Nelle tre giornate che abbiamo trascorso nel capoluogo trentino (3, 4 e 5 maggio) abbiamo potuto affacciarci su una finestra limitata, per forza di cose parziale, dell'ampia selezione del festival; finestra comunque esemplificativa della sua varietà e del suo eclettismo di sguardo. Le proposte del concorso, ad esempio, pur mantenendo il tema della montagna come motivo forte, hanno mostrato una notevole diversificazione, sia di formati che di temi: si va dal toccante documentario Jeff Lowe's Metanoia, di Jim Aikman (preceduto dal corto Klang der stille, in qualche modo preparatorio) dedicato a vita e imprese del grande alpinista Jeff Lowe, ora affetto da SLA, all'evocativo Alberi che camminano di Mattia Colombo, ideato da Erri De Luca (qui la recensione, e qui la nostra intervista allo stesso scrittore e all'amico e collaboratore Mauro Corona); dal corto Houses with Small Windows, in cui le montagne del Kurdistan turco fanno da contorno alla crudele pratica dei delitti d'onore, all'impressionante Life in Paradise di Roman Vital. Quest'ultimo, in particolare, mette in scena con straordinario rigore, nell'idilliaco paesaggio delle Alpi svizzere, l'emarginazione e la sistematica umiliazione degli immigrati clandestini, quelli che non hanno ottenuto lo status di rifugiato e vengono rinchiusi in una struttura equivalente (e solo apparentemente più "umana") ai nostri Centri di Detenzione Temporanea.
In queste proposte, quindi, la montagna è di volta in volta testimone, co-protagonista, o forza che instaura una dialettica, rispetto alle storie raccontate; storie delle tipologie più varie, calate in contesti culturali anche molto diversi tra loro.

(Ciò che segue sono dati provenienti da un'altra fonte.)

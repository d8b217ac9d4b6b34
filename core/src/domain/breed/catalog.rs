use std::{collections::HashMap, path::Path};

use tracing::info;
use unicode_normalization::UnicodeNormalization;

use crate::domain::breed::{
    defaults::canonical_breeds,
    entities::BreedRecord,
    errors::CatalogError,
};

/// Immutable breed reference table keyed by canonical breed id.
#[derive(Debug, Clone)]
pub struct BreedCatalog {
    breeds: HashMap<String, BreedRecord>,
}

impl BreedCatalog {
    pub fn new(records: Vec<BreedRecord>) -> Result<Self, CatalogError> {
        let mut breeds = HashMap::with_capacity(records.len());

        for record in records {
            if record.id.trim().is_empty() {
                return Err(CatalogError::EmptyId);
            }

            if !record.average_weight_kg.is_finite() || record.average_weight_kg <= 0.0 {
                return Err(CatalogError::InvalidWeight {
                    id: record.id,
                    weight_kg: record.average_weight_kg,
                });
            }

            if breeds.contains_key(&record.id) {
                return Err(CatalogError::DuplicateId(record.id));
            }

            breeds.insert(record.id.clone(), record);
        }

        Ok(Self { breeds })
    }

    /// The built-in table shipped with the service.
    pub fn canonical() -> Result<Self, CatalogError> {
        Self::new(canonical_breeds())
    }

    /// Loads a substitute table from a JSON array of breed records.
    pub fn from_json_file(path: impl AsRef<Path>) -> Result<Self, CatalogError> {
        let path = path.as_ref();
        let raw = std::fs::read_to_string(path).map_err(|e| CatalogError::Io(e.to_string()))?;
        let records: Vec<BreedRecord> =
            serde_json::from_str(&raw).map_err(|e| CatalogError::Parse(e.to_string()))?;

        let catalog = Self::new(records)?;
        info!(
            "Loaded {} breeds from {}",
            catalog.len(),
            path.display()
        );

        Ok(catalog)
    }

    /// Average adult weight for a canonical id. Case-sensitive.
    pub fn lookup_weight(&self, breed_id: &str) -> Option<f64> {
        self.breeds.get(breed_id).map(|b| b.average_weight_kg)
    }

    pub fn get(&self, breed_id: &str) -> Option<&BreedRecord> {
        self.breeds.get(breed_id)
    }

    pub fn contains(&self, breed_id: &str) -> bool {
        self.breeds.contains_key(breed_id)
    }

    /// Resolves user input against ids, normalized ids and display names.
    pub fn resolve(&self, input: &str) -> Option<&BreedRecord> {
        if let Some(record) = self.breeds.get(input) {
            return Some(record);
        }

        let normalized = normalize_breed_id(input);
        if let Some(record) = self.breeds.get(&normalized) {
            return Some(record);
        }

        let wanted = input.trim().to_lowercase();
        self.breeds
            .values()
            .find(|b| b.display_name.to_lowercase() == wanted)
    }

    /// All breeds ordered by id.
    pub fn list(&self) -> Vec<&BreedRecord> {
        let mut breeds: Vec<&BreedRecord> = self.breeds.values().collect();
        breeds.sort_by(|a, b| a.id.cmp(&b.id));
        breeds
    }

    pub fn len(&self) -> usize {
        self.breeds.len()
    }

    pub fn is_empty(&self) -> bool {
        self.breeds.is_empty()
    }
}

/// Folds accents, lower-cases and strips everything that is not an ASCII letter
/// or digit, so "Golden Retriever" becomes "goldenretriever" and "Pastor Alemão"
/// becomes "pastoralemao".
pub fn normalize_breed_id(input: &str) -> String {
    input
        .nfd()
        .filter(|c| c.is_ascii_alphanumeric())
        .map(|c| c.to_ascii_lowercase())
        .collect()
}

Grandi narrazioni, sguardi settoriali

Haider: una scena
Haider: una scena

Il focus che quest'anno il festival ha voluto dedicare all'India ci ha mostrato, tra le altre cose, il dramma Haider, moderna rilettura dell'Amleto calata nel Kashmir conteso tra indù e musulmani, già visto (e apprezzato) nel corso dell'ultimo Festival del Film di Roma; mentre, nella sezione dedicata alle anteprime, abbiamo potuto assistere a due road movie dal grande respiro, in cui le tematiche familiari si mescolano a quelle politiche, entrambi con uno sguardo improntato a realismo, ma tutt'altro che rassegnato. Parliamo, nella fattispecie, del turco Come to My Voice, diretto da Hüseyin Karabey, ambientato nel Kurdistan turco e incentrato sulla ricerca, da parte di una ragazzina e di sua nonna, di una pistola che potrebbe garantire la libertà al capofamiglia accusato di terrorismo; e del pakistano Dukhtar di Afia Nathaniel, che mostra la fuga tra i monti del Pakistan di una ragazzina e di sua madre, quest'ultima decisa ad evitare alla figlia la sorte (che già toccò a lei anni prima) del matrimonio combinato. Opere forti nei temi, ma con l'occhio rivolto al pubblico, in cui l'epica del viaggio e della fuga si mescola alla presentazione, senza edulcorazioni, di una realtà difficile, contraddittoria, spesso spietata.

Una sequenza del film Dukhtar
Una sequenza del film Dukhtar

Durante questi tre giorni, abbiamo inoltre potuto apprezzare una piccola parte della rassegna Eurorama, curata dal Museo degli Usi e Costumi di San Michele all'Adige, e ospitata dalla manifestazione trentina; questa prevede una selezione di documentari etnografici di varia provenienza, già premiati in festival europei specializzati. Una sezione che ha visto la proiezione, durante la serata del 3 maggio, del trittico di corto-mediometraggi Shepherd Service, May Festival e Mascherate e riti dell'inverno nel Trentino; rispettivamente dedicati ad alcune realtà settoriali di Serbia (con l'esplorazione della giornata di un pastore che vive in una roulotte nella campagna, senza energia elettrica), Croazia e Trentino. La selezione ha visto inoltre la presentazione del mediometraggio portoghese Oh My Fisherman, My Old Man, ambientato nell'isola di Porto Formoso, nelle Azzorre; incentrato, quest'ultimo, sulla difficile mediazione tra le ragioni del patrimonio (con la preservazione del porto storico e del castello) e quelle dell'occupazione (con la costruzione di un nuovo molo e di nuove barche).